The initial idea was for students at MCCC to pull apart the speeder currently in use at Colebrookdale Railroad and convert it to an electric vehicle. However, Scott Bentley, CEO of VideoRay, of Pottstown, purchased an old speeder built circa 1953 at an auction and funded the project to restore it.
“It’s from the Woodings Company,” said Bentley, a NARCOA member, and strong financial supporter of Colebrookdale Railroad’s Steel River Train Station. “It was a company in Canada. It was one of three Woodings that we purchased.”
Bentley said he wanted to see the speeder electrified because of the many benefits it would provide.
“I am an owner of Teslas— I have three, two are on order,” he said. “I like electric. Electric is quieter. There are no fumes; it requires a fewer number of natural resources.”
He likes the idea of turning a gas-powered speeder into an electric vehicle especially since electric batteries, motors and controllers are becoming better and easier to acquire. In addition, he wanted to have students at a local school involved in the project, he said.
“It’s an ideal student project,” he said. “It’s big enough to be significant and small enough to be done in a semester.”
The chassis of the speeder can be found in the basement of the Science Center on the Blue Bell Campus. Students began by disassembling the vehicle down to its basic steel frame.
“You look at it and go, ‘it’s a shell.’ It wasn’t a shell when we got it,” said Brownlowe. “We had to disassemble it. We had to remove the engine, transmission and all of the supporting framework.”
Mechanical Engineering Science major Jonah Oberman, 19, of Abington, is in his second semester at MCCC and is one of the students currently working on the extracurricular project.
“So far it’s been pretty fun,” he said. “When they brought it in and put it on a forklift, we gently maneuvered it into the lab and deconstructed it to get step-by-step pictures of the disassembly. We cleaned it out, removing all the foam. I wasn’t here when they took out the engine and the transmission, but overall, we did it pretty quickly, in like a matter of a week or two. We deconstructed it and returned the shell for repurposing.”
There’s still a lot of work to be done, said Brownlowe, to get the speeder back up and running. COVID-19 protocols slowed down progress on the project, but the goal is to get it finished as quickly as possible.

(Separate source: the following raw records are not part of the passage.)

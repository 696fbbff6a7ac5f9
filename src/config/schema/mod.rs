use crate::errors::RelayError;
use serde::{Deserialize, Serialize};
use std::time::Duration;

/// Generates a `Debug` impl that redacts secret fields.
///
/// Field specifiers:
/// - `field_name`: printed normally via `&self.field_name`
/// - `redact(field_name)`: `String` field, shows `[empty]` or `[REDACTED]`
macro_rules! redact_debug {
    (@field $builder:ident, $self:ident, redact($field:ident)) => {
        $builder.field(
            stringify!($field),
            &if $self.$field.is_empty() {
                "[empty]"
            } else {
                "[REDACTED]"
            },
        );
    };
    (@field $builder:ident, $self:ident, $field:ident) => {
        $builder.field(stringify!($field), &$self.$field);
    };

    (@fields $builder:ident, $self:ident,) => {};
    (@fields $builder:ident, $self:ident, redact($field:ident), $($rest:tt)*) => {
        redact_debug!(@field $builder, $self, redact($field));
        redact_debug!(@fields $builder, $self, $($rest)*);
    };
    (@fields $builder:ident, $self:ident, $field:ident, $($rest:tt)*) => {
        redact_debug!(@field $builder, $self, $field);
        redact_debug!(@fields $builder, $self, $($rest)*);
    };

    ($struct_name:ident, $($fields:tt)*) => {
        impl std::fmt::Debug for $struct_name {
            fn fmt(&self, f: &mut std::fmt::Formatter<'_>) -> std::fmt::Result {
                let mut builder = f.debug_struct(stringify!($struct_name));
                redact_debug!(@fields builder, self, $($fields)*);
                builder.finish()
            }
        }
    };
}

// ---------------------------------------------------------------------------
// Telegram
// ---------------------------------------------------------------------------

fn default_poll_timeout() -> u32 {
    60
}

#[derive(Clone, Serialize, Deserialize)]
pub struct TelegramConfig {
    #[serde(default)]
    pub token: String,
    /// Long-poll timeout in seconds for `getUpdates`.
    #[serde(default = "default_poll_timeout", rename = "pollTimeout")]
    pub poll_timeout: u32,
    /// Verbose relay logging.
    #[serde(default)]
    pub debug: bool,
}

impl Default for TelegramConfig {
    fn default() -> Self {
        Self {
            token: String::new(),
            poll_timeout: default_poll_timeout(),
            debug: false,
        }
    }
}

redact_debug!(TelegramConfig, redact(token), poll_timeout, debug,);

// ---------------------------------------------------------------------------
// Redis
// ---------------------------------------------------------------------------

#[derive(Clone, Serialize, Deserialize, Default)]
pub struct RedisConfig {
    #[serde(default)]
    pub url: String,
}

// URLs routinely embed a password
redact_debug!(RedisConfig, redact(url),);

// ---------------------------------------------------------------------------
// Topics
// ---------------------------------------------------------------------------

fn default_events_topic() -> String {
    "telegram-message".to_string()
}

fn default_commands_topic() -> String {
    "telegram-send".to_string()
}

#[derive(Debug, Clone, Serialize, Deserialize)]
pub struct TopicsConfig {
    /// Classified inbound messages are published here.
    #[serde(default = "default_events_topic")]
    pub events: String,
    /// Send requests are consumed from here.
    #[serde(default = "default_commands_topic")]
    pub commands: String,
}

impl Default for TopicsConfig {
    fn default() -> Self {
        Self {
            events: default_events_topic(),
            commands: default_commands_topic(),
        }
    }
}

// ---------------------------------------------------------------------------
// Relay
// ---------------------------------------------------------------------------

fn default_publish_timeout_secs() -> u64 {
    2
}

fn default_update_buffer() -> usize {
    100
}

#[derive(Debug, Clone, Serialize, Deserialize)]
pub struct RelayConfig {
    #[serde(
        default = "default_publish_timeout_secs",
        rename = "publishTimeoutSecs"
    )]
    pub publish_timeout_secs: u64,
    #[serde(default = "default_update_buffer", rename = "updateBuffer")]
    pub update_buffer: usize,
}

impl Default for RelayConfig {
    fn default() -> Self {
        Self {
            publish_timeout_secs: default_publish_timeout_secs(),
            update_buffer: default_update_buffer(),
        }
    }
}

impl RelayConfig {
    pub fn publish_timeout(&self) -> Duration {
        Duration::from_secs(self.publish_timeout_secs)
    }
}

// ---------------------------------------------------------------------------
// Top-level Config
// ---------------------------------------------------------------------------

#[derive(Debug, Clone, Serialize, Deserialize, Default)]
pub struct Config {
    #[serde(default)]
    pub telegram: TelegramConfig,
    #[serde(default)]
    pub redis: RedisConfig,
    #[serde(default)]
    pub topics: TopicsConfig,
    #[serde(default)]
    pub relay: RelayConfig,
}

impl Config {
    pub fn validate(&self) -> Result<(), RelayError> {
        self.validate_credentials()?;
        self.validate_topics()?;
        self.validate_relay()?;
        Ok(())
    }

    fn validate_credentials(&self) -> Result<(), RelayError> {
        if self.telegram.token.trim().is_empty() {
            return Err(RelayError::Config(
                "telegram bot token is not provided (telegram.token or TELEGRAM_BOT_TOKEN)"
                    .into(),
            ));
        }
        let url = self.redis.url.trim();
        if url.is_empty() {
            return Err(RelayError::Config(
                "redis url is not provided (redis.url or REDIS_URL)".into(),
            ));
        }
        if !["redis://", "rediss://", "unix://"]
            .iter()
            .any(|scheme| url.starts_with(scheme))
        {
            return Err(RelayError::Config(
                "redis.url must start with redis://, rediss:// or unix://".into(),
            ));
        }
        Ok(())
    }

    fn validate_topics(&self) -> Result<(), RelayError> {
        if self.topics.events.is_empty() {
            return Err(RelayError::Config("topics.events must not be empty".into()));
        }
        if self.topics.commands.is_empty() {
            return Err(RelayError::Config(
                "topics.commands must not be empty".into(),
            ));
        }
        // The relay would consume its own events as commands
        if self.topics.events == self.topics.commands {
            return Err(RelayError::Config(
                "topics.events and topics.commands must differ".into(),
            ));
        }
        Ok(())
    }

    fn validate_relay(&self) -> Result<(), RelayError> {
        if self.relay.publish_timeout_secs == 0 {
            return Err(RelayError::Config(
                "relay.publishTimeoutSecs must be > 0".into(),
            ));
        }
        if self.relay.update_buffer == 0 {
            return Err(RelayError::Config("relay.updateBuffer must be > 0".into()));
        }
        Ok(())
    }
}
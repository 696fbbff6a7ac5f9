use crate::bus::PlatformUpdate;
use crate::errors::RelayResult;
use async_trait::async_trait;
use tokio::sync::mpsc;

/// Chat platform the relay receives updates from and delivers messages to.
///
/// `send` and `reply_to` are best-effort: callers log a failure and move on.
/// Implementations must be safe to call concurrently.
#[async_trait]
pub trait ChatPlatform: Send + Sync {
    fn name(&self) -> &str;

    /// Start receiving updates. Returns the receiving end of the update stream;
    /// it closes when the platform listener stops.
    async fn start(&self) -> anyhow::Result<mpsc::Receiver<PlatformUpdate>>;

    async fn send(&self, chat_id: i64, text: &str) -> RelayResult<()>;

    /// Send `text` to `chat_id` as a threaded reply to `message_id`.
    async fn reply_to(&self, chat_id: i64, message_id: i32, text: &str) -> RelayResult<()>;
}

“We have to sandblast the whole thing,” he said. “Once we’re done sandblasting, we’re going to buy some aluminum and start building back some of the structural aspects of it. We have to convert the rear trans axel, which has a drive shaft right now. We have to convert that to a drive shaft with a belt sprocket, so you can drive it with a motor. We’re using an easy go - it’s like a golf cart but it’s really a car. It’s low-speed vehicle. We’re going to put that onto the vehicle.”
Oberman said he wants to study automotive design someday, so the project has been right up his alley. He’s excited to see the project come to completion.
“Overall, it’s been fun,” he said. “We’ve learned a little bit about it. We were like ‘Wow’ we couldn’t believe it was this old and still holding together. I know I’m excited to get back into this project, because I love the idea of the restoration of old vehicles and making them new. I like the idea of taking something as old as this that was once used and now is forgotten, to be brought back in and used again. With something new and modern being electric, hopefully we can make it as perfect as we possibly can.”